Durwent laughed grimly. 'It's a wonder I didn't break something,' he said. 'Once more—I'm sorry. But you can understand the risk I am running in returning here with the police wanting me. They're not going to get me if I can help it.'
'Why didn't you stay away?'
'With the Old Country at war! Not likely. Do you think I should ever have gone if I had known what was going to happen?'
'What are your plans?'
'Fight,' said the other briefly. 'Somewhere—somehow. I'll get into a recruiting line about dawn to-morrow. . . . But—what can you tell me about Elise?'
'I have neither seen nor heard of her since August,' said Selwyn, wondering at the calm level of his own voice in spite of tumultuous heart-beats.
'Too bad. Then you don't know anything about the rest?'
'No. I'—— He paused awkwardly. 'I suppose you haven't heard about your brother?'
There was no response, but Selwyn could feel the Englishman's eyes steeled on his face. 'He was killed,' he went on slowly, 'last August.'
Still there was no sound from the younger son, now heir to his father's title and estates. For the first time Selwyn caught the ripple of the river's current eddying about the steps at the bottom. From the great bridges spanning the river there was the distant thunder of lumbering traffic.
'I understand that he died very bravely,' said the American in an attempt to ease the intensity of the silence.
'Yes,' muttered Durwent dreamily, 'he would. . . . So old Malcolm is dead. . . . Somehow, I always looked on his soldiering as a joke. I never thought that those fellows in the Regulars would ever really go to war. . . . Yet, when the time came, he was ready, and I was skulking off to China like a thief in the night.'
The Englishman's voice was so low that it seemed as if he were talking more to himself than to his listener.
'What happened to that swine?' he ejaculated suddenly. 'I mean the oneI almost killed. By any chance, did he die?'
'I saw in a paragraph last week,' said Selwyn, 'that he was out on crutches for the first time. The paper also commented on your complete disappearance.'
'I wish I had killed him,' said the young man grimly. 'If I ever get a chance I'll tell you about him. I was drunk at the time—that's what saved his life. If I had been sober I should have finished him. Well, it's a damp night, my friend, and I won't keep you any longer from a decent billet.'
'Look here, Durwent,' said Selwyn; 'come along to my rooms.

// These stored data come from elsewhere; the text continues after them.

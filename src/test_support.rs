//! Shared fixtures for handler and repository tests: mocked upstream
//! services, token minting and session helpers.

use std::net::TcpListener;
use std::sync::Arc;

use axum::http::header::{COOKIE, SET_COOKIE};
use axum::http::{HeaderMap, HeaderValue, StatusCode};
use axum::response::Response;
use axum::routing::post;
use axum::{Json, Router};
use jsonwebtoken::{encode, EncodingKey, Header};
use serde_json::{json, Value};
use time::OffsetDateTime;

use crate::config::Config;
use crate::controller::AppState;
use crate::repositories::base_service_repo::BaseServiceRepo;
use crate::repositories::census_repo::CensusRepo;
use crate::repositories::session_repo::{Session, SessionRepo};
use crate::repositories::token_service_repo::TokenServiceRepo;

pub const CHANNEL: &str = "https://discord.gg/ovo-reservations";

/// Facility the mocked base service always refuses.
pub const TAKEN_BASE: u32 = 999;

const CENSUS: &str = r#"{
    "Indar": [
        { "name": "The Crown", "id": 222280 },
        { "name": "Tawrich Tech Plant", "id": 211002 },
        { "name": "Crossroads Watchtower", "id": 222340 },
        { "name": "Indar Excavation", "id": 3430 },
        { "name": "Quartz Ridge Camp", "id": 219 }
    ],
    "Esamir": [{ "name": "Eisa Tech Plant", "id": 211003 }]
}"#;

/// Serves `router` on an ephemeral local port and returns its base url.
pub async fn spawn_upstream(router: Router) -> String {
    let listener = TcpListener::bind("127.0.0.1:0").unwrap();
    let addr = listener.local_addr().unwrap();
    let server = axum::Server::from_tcp(listener)
        .unwrap()
        .serve(router.into_make_service());
    tokio::spawn(server);
    format!("http://{}", addr)
}

pub fn token_for(redeem_code: &str, ttl_secs: i64) -> String {
    let exp = OffsetDateTime::now_utc().unix_timestamp() + ttl_secs;
    encode(
        &Header::default(),
        &json!({
            "aud": "OvO",
            "exp": exp,
            "ovo_claims": { "redeem_code": redeem_code },
        }),
        &EncodingKey::from_secret(b"token-service"),
    )
    .unwrap()
}

/// Token service accepting the code `good`. The code `expired` is answered
/// with a token that is already past its expiry. Returns the exchange url.
pub async fn spawn_token_service() -> String {
    let url = spawn_upstream(Router::new().route(
        "/exchange",
        post(|Json(body): Json<Value>| async move {
            match body["code"].as_str() {
                Some(code @ "good") => (StatusCode::OK, Json(json!({ "token": token_for(code, 3_600) }))),
                Some(code @ "expired") => (StatusCode::OK, Json(json!({ "token": token_for(code, -60) }))),
                _ => (
                    StatusCode::BAD_REQUEST,
                    Json(json!({ "error": { "name": "CodeNoLongerValid" } })),
                ),
            }
        }),
    ))
    .await;
    format!("{}/exchange", url)
}

/// Base service that books everything except [`TAKEN_BASE`]. Returns the service url.
pub async fn spawn_base_service() -> String {
    let url = spawn_upstream(Router::new().route(
        "/bases",
        post(|Json(body): Json<Value>| async move {
            let record = |id: &Value| {
                json!({
                    "facility_id": id,
                    "group_name": body["group_name"],
                    "start_time": body["start_time"],
                    "end_time": body["end_time"],
                })
            };
            let ids = body["facility_ids"].as_array().cloned().unwrap_or_default();
            let (open, taken): (Vec<Value>, Vec<Value>) =
                ids.into_iter().partition(|id| *id != json!(TAKEN_BASE));
            let open: Vec<Value> = open.iter().map(record).collect();
            let taken: Vec<Value> = taken.iter().map(record).collect();

            if body["request_type"] == "availability" {
                Json(json!({ "result": { "possible_reservations": open, "denied_reservations": taken } }))
            } else {
                Json(json!({ "result": { "succeeded_reservations": open, "failed_reservations": taken } }))
            }
        }),
    ))
    .await;
    format!("{}/bases", url)
}

pub async fn test_state(base_service: &str, token_service: &str) -> AppState {
    let config = Config {
        environment: "development".to_string(),
        listen_addr: "127.0.0.1:0".parse().unwrap(),
        origin_urls: "http://localhost:3000".to_string(),
        base_service: base_service.to_string(),
        token_service: token_service.to_string(),
        reservation_channel: CHANNEL.to_string(),
        cookie_secret: "cookie-secret".to_string(),
        session_max_age_secs: 1_800,
        census_path: "unused.json".into(),
    };
    let client = reqwest::Client::new();

    AppState {
        base_service: Arc::new(BaseServiceRepo::new(client.clone(), base_service).unwrap()),
        token_service: Arc::new(TokenServiceRepo::new(client, token_service).unwrap()),
        census: Arc::new(CensusRepo::from_json(CENSUS).unwrap()),
        sessions: Arc::new(SessionRepo::new(
            &config.cookie_secret,
            config.session_max_age_secs,
            config.secure_cookies(),
        )),
        config: Arc::new(config),
    }
}

/// `name=value` part of the response's session cookie.
pub fn cookie_pair(response: &Response) -> String {
    response.headers()[SET_COOKIE]
        .to_str()
        .unwrap()
        .split(';')
        .next()
        .unwrap()
        .to_string()
}

/// Stores a session holding `token` and returns the cookie pair naming it.
pub fn login(state: &AppState, token: &str) -> String {
    let mut session = Session::default();
    session.data.token = Some(token.to_string());
    let set_cookie = state.sessions.commit(session);
    set_cookie.split(';').next().unwrap().to_string()
}

pub fn session_token_of(state: &AppState, cookie: &str) -> Option<String> {
    let mut headers = HeaderMap::new();
    headers.insert(COOKIE, HeaderValue::from_str(cookie).unwrap());
    state.sessions.load(&headers).data.token
}

pub async fn json_body(response: Response) -> Value {
    let bytes = hyper::body::to_bytes(response.into_body()).await.unwrap();
    serde_json::from_slice(&bytes).unwrap()
}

You're soaked to the skin, and I could give you a change and a shakedown for the night.'
'Thanks very much; but I'm accustomed to this kind of thing.'
'You won't be seen,' urged Selwyn. 'I have accepted so much from your family that you would do me a kindness in coming.'
'Well, I must say I'm not married to this place. If you don't mind taking in a disreputable wharf-rat'——
'That's the idea,' said Selwyn, helping him to his feet. TheEnglishman shivered slightly.

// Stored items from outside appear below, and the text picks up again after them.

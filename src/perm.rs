//! Permission check (spec §4.5).

use crate::error::{Error, Result};
use crate::node::{perm_bits, NodePayload, RF_SUPERUSER_UID};
use crate::udata::{User, UserDirectory};

/// What type of node an operation expects to act on.
#[derive(Debug, Copy, Clone, PartialEq, Eq)]
pub enum WantType {
    Directory,
    File,
    Either,
}

/// Whether a caller's permission bits matter for this check. The superuser
/// path (`uid == 0`) always clears this (§3 invariant 8).
#[derive(Debug, Copy, Clone, PartialEq, Eq)]
pub enum CheckPerms {
    Enforce,
    Skip,
}

/// Gates on expected type, then tests world → owner → group permission bits
/// in that order (spec §4.5).
pub fn check(
    node: &NodePayload,
    user: &User,
    want_type: WantType,
    want_perm: u32,
    check_perms: CheckPerms,
    dir: &dyn UserDirectory,
) -> Result<()> {
    match want_type {
        WantType::Directory if !node.is_dir() => return Err(Error::NotDir),
        WantType::File if node.is_dir() => return Err(Error::IsDir),
        _ => {}
    }

    if check_perms == CheckPerms::Skip || user.uid == RF_SUPERUSER_UID {
        return Ok(());
    }

    let mode = node.mode();
    let world_ok = (mode & want_perm) == want_perm;
    let owner_ok = user.uid == node.uid && ((mode >> 6) & want_perm) == want_perm;
    let group_ok =
        dir.user_in_gid(user, node.gid) && ((mode >> 3) & want_perm) == want_perm;

    if world_ok || owner_ok || group_ok {
        Ok(())
    } else {
        Err(Error::Permission)
    }
}

pub use perm_bits::{EXEC, READ, WRITE};

#[cfg(test)]
mod tests {
    use super::*;
    use crate::udata::InMemoryUserDirectory;

    fn node(mode: u32, uid: u32, gid: u32) -> NodePayload {
        NodePayload::new(true, mode, uid, gid, 0)
    }

    #[test]
    fn superuser_bypasses_permission_bits() {
        let dir = InMemoryUserDirectory::new();
        let n = node(0o000, 50, 50);
        let root = User { uid: 0, gid: 0, groups: vec![] };
        assert!(check(&n, &root, WantType::Directory, READ, CheckPerms::Enforce, &dir).is_ok());
    }

    #[test]
    fn owner_bits_gate_non_owner() {
        let dir = InMemoryUserDirectory::new();
        let n = node(0o700, 1, 100);
        let other = User { uid: 2, gid: 200, groups: vec![] };
        assert_eq!(
            check(&n, &other, WantType::Directory, READ, CheckPerms::Enforce, &dir),
            Err(Error::Permission)
        );
    }

    #[test]
    fn group_membership_grants_group_bits() {
        let dir = InMemoryUserDirectory::new();
        let n = node(0o070, 1, 100);
        let member = User { uid: 2, gid: 100, groups: vec![] };
        assert!(check(&n, &member, WantType::Directory, READ, CheckPerms::Enforce, &dir).is_ok());
    }

    #[test]
    fn type_mismatch_is_reported_before_permission_bits() {
        let dir = InMemoryUserDirectory::new();
        let n = NodePayload::new(false, 0o777, 0, 0, 0);
        let user = User { uid: 0, gid: 0, groups: vec![] };
        assert_eq!(
            check(&n, &user, WantType::Directory, READ, CheckPerms::Enforce, &dir),
            Err(Error::NotDir)
        );
    }
}
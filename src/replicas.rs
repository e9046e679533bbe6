//! The external OSD placement policy (spec §6's `assign_replicas`).
//!
//! The store never chooses which object-storage daemons hold a chunk's
//! replicas; it calls this trait so the embedding service can plug in its
//! real placement policy (rack-awareness, capacity balancing, …).

use std::sync::atomic::{AtomicU32, Ordering};

use crate::config::RF_MAX_REPLICAS;
use crate::error::{Error, Result};

/// A 32-bit OSD identifier (spec glossary: `oid`).
pub type Oid = u32;

/// External OSD placement policy (spec §6's `assign_replicas`).
pub trait ReplicaPlacement: Sync + Send {
    /// Returns between 1 and [`RF_MAX_REPLICAS`] OSD ids for a new chunk.
    fn assign_replicas(&self, n: u32) -> Result<Vec<Oid>>;
}

/// A deterministic round-robin [`ReplicaPlacement`] over a fixed OSD pool.
/// Suitable for tests and as a starting point for an embedding binary; not a
/// production placement policy (no capacity or rack awareness).
pub struct RoundRobinPlacement {
    pool: Vec<Oid>,
    cursor: AtomicU32,
}

impl RoundRobinPlacement {
    pub fn new(pool: Vec<Oid>) -> Self {
        RoundRobinPlacement { pool, cursor: AtomicU32::new(0) }
    }
}

impl ReplicaPlacement for RoundRobinPlacement {
    fn assign_replicas(&self, n: u32) -> Result<Vec<Oid>> {
        if n == 0 || n > RF_MAX_REPLICAS || (n as usize) > self.pool.len() {
            return Err(Error::InvalidArgument);
        }
        let start = self.cursor.fetch_add(1, Ordering::Relaxed) as usize % self.pool.len();
        let mut out = Vec::with_capacity(n as usize);
        for i in 0..n as usize {
            out.push(self.pool[(start + i) % self.pool.len()]);
        }
        Ok(out)
    }
}

#[cfg(test)]
mod tests {
    use super::*;

    #[test]
    fn assigns_requested_count_from_pool() {
        let placement = RoundRobinPlacement::new(vec![1, 2, 3, 4]);
        let replicas = placement.assign_replicas(3).unwrap();
        assert_eq!(replicas.len(), 3);
    }

    #[test]
    fn rejects_more_replicas_than_the_pool_can_supply() {
        let placement = RoundRobinPlacement::new(vec![1, 2]);
        assert_eq!(placement.assign_replicas(3), Err(Error::InvalidArgument));
    }
}
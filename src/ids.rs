//! Monotonic node-id / chunk-id allocators (spec §4.3, §9).
//!
//! Counters are process-local: they are recovered by scanning the tail of
//! their key ranges at load time rather than persisted on every allocation.
//! This is safe because keys are written synchronously before an id is
//! handed out, so max-on-disk never exceeds max-ever-allocated.

use std::sync::atomic::{AtomicU64, Ordering};

use crate::codec::{CID_MAX, NID_MAX};
use crate::error::{Error, Result};

/// A monotonic counter with a ceiling; exceeding the ceiling is fatal (§3).
#[derive(Debug)]
pub struct IdAllocator {
    next: AtomicU64,
    ceiling: u64,
}

impl IdAllocator {
    fn new(next: u64, ceiling: u64) -> Self {
        IdAllocator { next: AtomicU64::new(next), ceiling }
    }

    pub fn node(next: u64) -> Self {
        Self::new(next, NID_MAX)
    }

    pub fn chunk(next: u64) -> Self {
        Self::new(next, CID_MAX)
    }

    /// Allocates the next id. Reaching the ceiling is a fatal condition for
    /// the store (§3); callers surface it as [`Error::IdSpaceExhausted`]
    /// rather than aborting the process, since that decision belongs to the
    /// embedding service.
    pub fn alloc(&self) -> Result<u64> {
        let id = self.next.fetch_add(1, Ordering::SeqCst);
        if id >= self.ceiling {
            return Err(Error::IdSpaceExhausted);
        }
        Ok(id)
    }

    pub fn peek_next(&self) -> u64 {
        self.next.load(Ordering::SeqCst)
    }
}
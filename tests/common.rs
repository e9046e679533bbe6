use std::sync::Arc;

use mstor::{InMemoryUserDirectory, Mstor, RoundRobinPlacement, StoreConfig, User};
use tempfile::TempDir;

pub const ROOT: &str = "root";
pub const ALICE: &str = "alice";
pub const BOB: &str = "bob";

/// An opened store backed by a scratch directory, plus a directory of three
/// well-known test identities (`root`, `alice`, `bob`) sharing the `users`
/// group.
pub struct Fixture {
    pub store: Mstor,
    _tempdir: TempDir,
}

impl Fixture {
    pub fn new() -> Self {
        let tempdir = TempDir::new().expect("create temp dir");
        let config = StoreConfig::new(tempdir.path().to_str().unwrap());
        let store = Mstor::open(&config, user_directory(), placement()).expect("open store");
        Fixture { store, _tempdir: tempdir }
    }

    pub fn reopen(self) -> Self {
        let config = StoreConfig::new(self._tempdir.path().to_str().unwrap());
        drop(self.store);
        let store = Mstor::open(&config, user_directory(), placement()).expect("reopen store");
        Fixture { store, _tempdir: self._tempdir }
    }

    /// Like [`Fixture::new`], but with `man_repl`/`min_repl` overridden.
    pub fn with_replication(man_repl: u32, min_repl: u32) -> Self {
        let tempdir = TempDir::new().expect("create temp dir");
        let mut config = StoreConfig::new(tempdir.path().to_str().unwrap());
        config.man_repl = man_repl;
        config.min_repl = min_repl;
        let store = Mstor::open(&config, user_directory(), placement()).expect("open store");
        Fixture { store, _tempdir: tempdir }
    }
}

fn user_directory() -> Arc<InMemoryUserDirectory> {
    Arc::new(
        InMemoryUserDirectory::new()
            .with_user(ROOT, User { uid: 0, gid: 0, groups: vec![] })
            .with_user(ALICE, User { uid: 1001, gid: 100, groups: vec![100] })
            .with_user(BOB, User { uid: 1002, gid: 100, groups: vec![100] })
            .with_group("users", 100),
    )
}

fn placement() -> Arc<RoundRobinPlacement> {
    Arc::new(RoundRobinPlacement::new(vec![1, 2, 3, 4]))
}
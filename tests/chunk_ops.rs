#[path = "common.rs"]
mod common;

use common::{Fixture, ROOT};
use mstor::Error;

#[test]
fn chunkalloc_assigns_increasing_cids_and_replicas() {
    let fixture = Fixture::new();
    let nid = fixture.store.creat(ROOT, "/file", 0o644).unwrap();

    let (cid1, oids1) = fixture.store.chunkalloc(ROOT, nid, 0).unwrap();
    let (cid2, oids2) = fixture.store.chunkalloc(ROOT, nid, 4 * 1024 * 1024).unwrap();

    assert!(cid2 > cid1);
    assert_eq!(oids1.len(), 3);
    assert_eq!(oids2.len(), 3);
}

#[test]
fn chunkalloc_rejects_an_offset_that_does_not_advance() {
    let fixture = Fixture::new();
    let nid = fixture.store.creat(ROOT, "/file", 0o644).unwrap();
    fixture.store.chunkalloc(ROOT, nid, 4 * 1024 * 1024).unwrap();

    assert_eq!(fixture.store.chunkalloc(ROOT, nid, 4 * 1024 * 1024), Err(Error::InvalidArgument));
    assert_eq!(fixture.store.chunkalloc(ROOT, nid, 0), Err(Error::InvalidArgument));
}

#[test]
fn chunkalloc_requires_write_on_the_file_and_rejects_directories() {
    let fixture = Fixture::new();
    let dir_nid = fixture.store.mkdirs(ROOT, "/dir", 0o755).unwrap();
    assert_eq!(fixture.store.chunkalloc(ROOT, dir_nid, 0), Err(Error::IsDir));
}

#[test]
fn chunkfind_returns_the_preceding_chunk_and_everything_after_it() {
    let fixture = Fixture::new();
    let nid = fixture.store.creat(ROOT, "/file", 0o644).unwrap();
    fixture.store.chunkalloc(ROOT, nid, 0).unwrap();
    fixture.store.chunkalloc(ROOT, nid, 4 * 1024 * 1024).unwrap();
    fixture.store.chunkalloc(ROOT, nid, 8 * 1024 * 1024).unwrap();

    let hits = fixture.store.chunkfind(nid, 5 * 1024 * 1024, 8 * 1024 * 1024, 16).unwrap();
    let offsets: Vec<u64> = hits.iter().map(|(offset, _)| *offset).collect();

    assert_eq!(offsets, vec![4 * 1024 * 1024, 8 * 1024 * 1024]);
}

#[test]
fn chunkalloc_floors_the_replica_count_at_min_repl() {
    let fixture = Fixture::with_replication(1, 3);
    let nid = fixture.store.creat(ROOT, "/file", 0o644).unwrap();

    let (_, oids) = fixture.store.chunkalloc(ROOT, nid, 0).unwrap();
    assert_eq!(oids.len(), 3);
}

#[test]
fn chunkfind_respects_max_cinfos() {
    let fixture = Fixture::new();
    let nid = fixture.store.creat(ROOT, "/file", 0o644).unwrap();
    for i in 0..5u64 {
        fixture.store.chunkalloc(ROOT, nid, i * 4 * 1024 * 1024).unwrap();
    }

    let hits = fixture.store.chunkfind(nid, 0, u64::MAX, 2).unwrap();
    assert_eq!(hits.len(), 2);
}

'You haven't a flask, have you?' he queried. 'I didn't know how cold I was.'
'I haven't anything with me,' said the American; 'but I can give you a whisky and something to eat at my rooms.'
'Right! Thanks very much.'
Tucking the cape under his arm, and shaking his waterproof cap to clear it of water, Dick Durwent followed the American on to the Embankment, where the two sphinxes of Egypt squatted, silent sentinels.

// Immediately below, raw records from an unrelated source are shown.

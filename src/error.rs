//! Error taxonomy for the metadata store.
//!
//! Mirrors the POSIX-style codes a metadata server hands back to callers
//! (RPC dispatch, out of scope here, is expected to translate these into
//! whatever wire-level status codes its protocol defines).

use std::fmt;

/// Convenient result alias used throughout the crate.
pub type Result<T> = std::result::Result<T, Error>;

/// Errors returned by [`crate::Mstor`] operations.
#[derive(Debug, Copy, Clone, PartialEq, Eq)]
pub enum Error {
    /// Path component missing, or a node vanished during a concurrent listdir.
    NoEntry,
    /// Creat target already exists.
    Exist,
    /// Caller expected a directory but found a file.
    NotDir,
    /// Caller expected a file but found a directory.
    IsDir,
    /// Permission check failed, rmdir of root, or non-superuser chown.
    Permission,
    /// Non-recursive rmdir on a non-empty directory.
    NotEmpty,
    /// A path component or an output record exceeds a length bound.
    NameTooLong,
    /// Bad schema version, malformed key/value on read, or out-of-order chunkalloc.
    InvalidArgument,
    /// The KV engine reported an error or returned a malformed value.
    Io,
    /// Iterator or batch allocation failed.
    NoMemory,
    /// Operation is reserved and not implemented (rename, sequester).
    NotSupported,
    /// User or group lookup failed.
    UnknownUser,
    /// The node or chunk identifier space has been exhausted.
    IdSpaceExhausted,
}

impl fmt::Display for Error {
    fn fmt(&self, f: &mut fmt::Formatter<'_>) -> fmt::Result {
        let msg = match self {
            Error::NoEntry => "no such file or directory",
            Error::Exist => "file exists",
            Error::NotDir => "not a directory",
            Error::IsDir => "is a directory",
            Error::Permission => "operation not permitted",
            Error::NotEmpty => "directory not empty",
            Error::NameTooLong => "name or record too long",
            Error::InvalidArgument => "invalid argument",
            Error::Io => "store I/O error",
            Error::NoMemory => "out of memory",
            Error::NotSupported => "operation not supported",
            Error::UnknownUser => "unknown user or group",
            Error::IdSpaceExhausted => "identifier space exhausted",
        };
        f.write_str(msg)
    }
}

impl std::error::Error for Error {}

impl From<sled::Error> for Error {
    fn from(err: sled::Error) -> Self {
        match err {
            sled::Error::CollectionNotFound(_) => Error::NoEntry,
            sled::Error::Unsupported(_) | sled::Error::ReportableBug(_) => Error::InvalidArgument,
            _ => Error::Io,
        }
    }
}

To avoid the crowds as much as possible, the two men followed the Embankment, and had reached the Houses of Parliament, intending to make a detour into St. James's Square, when Selwyn felt a hand upon his shoulder. He turned quickly about, and Durwent moved off to one side to be out of the light of a lamp.
'Sweet son of liberty,' said the new-comer, 'how fares it?'
It was Johnston Smyth, more airily shabby than ever. Over his head he held an umbrella in such disrepair that the material hung from the ribs in shreds. A profuse black tie hid any sign of shirt, and both the legs of his trousers and the sleeves of his coat seemed to have shrunk considerably with the damp.
'How are you?' said Selwyn, shaking hands.
'Temperamentally on tap; artistically beyond question; gastronomically unsatisfied.' At this concise statement of his condition, Smyth took off his hat, gazed at it as if he had been previously unaware of its existence, and replaced it on the very back of his head.
'Things are not going too well, then?' said Selwyn, glancing anxiously towards Durwent, and wondering how he could get rid of the garrulous artist.
'Not going well?' Smyth straightened his right leg and relaxed the left one. 'In the last three weeks a pair of pyjamas, my other coat, two borrowed umbrellas, and a set of cuff-links have gone. If things go much better I shall have to live in a tub like Diogenes. But—do the honours, Selwyn.'
'I beg your pardon,' said the American. 'Mr—Mr. Sherwood,' he went on, taking the first name that came to his lips, 'allow me to introduce Mr. Johnston Smyth.'
'How are you?' said the artist, making an elaborate bow and seizing the other's hand.
'As you may have gathered from my costume and the ventilated condition of my umbrella, I am not in that state of funds which lends tranquillity to the mind and a glow of contentment to the bosom. Yet you see before you a man—if I may be permitted a sporting expression—who has set the pace to the artists of England. I am glad to know you. Our mutual friend from Old Glory has done himself proud.'
With which flourish Smyth left off shaking hands and closed his umbrella, immediately opening it and putting it up again. Dick Durwent replaced his hands in his pockets, and Selwyn heard his quivering breath as he shivered with cold.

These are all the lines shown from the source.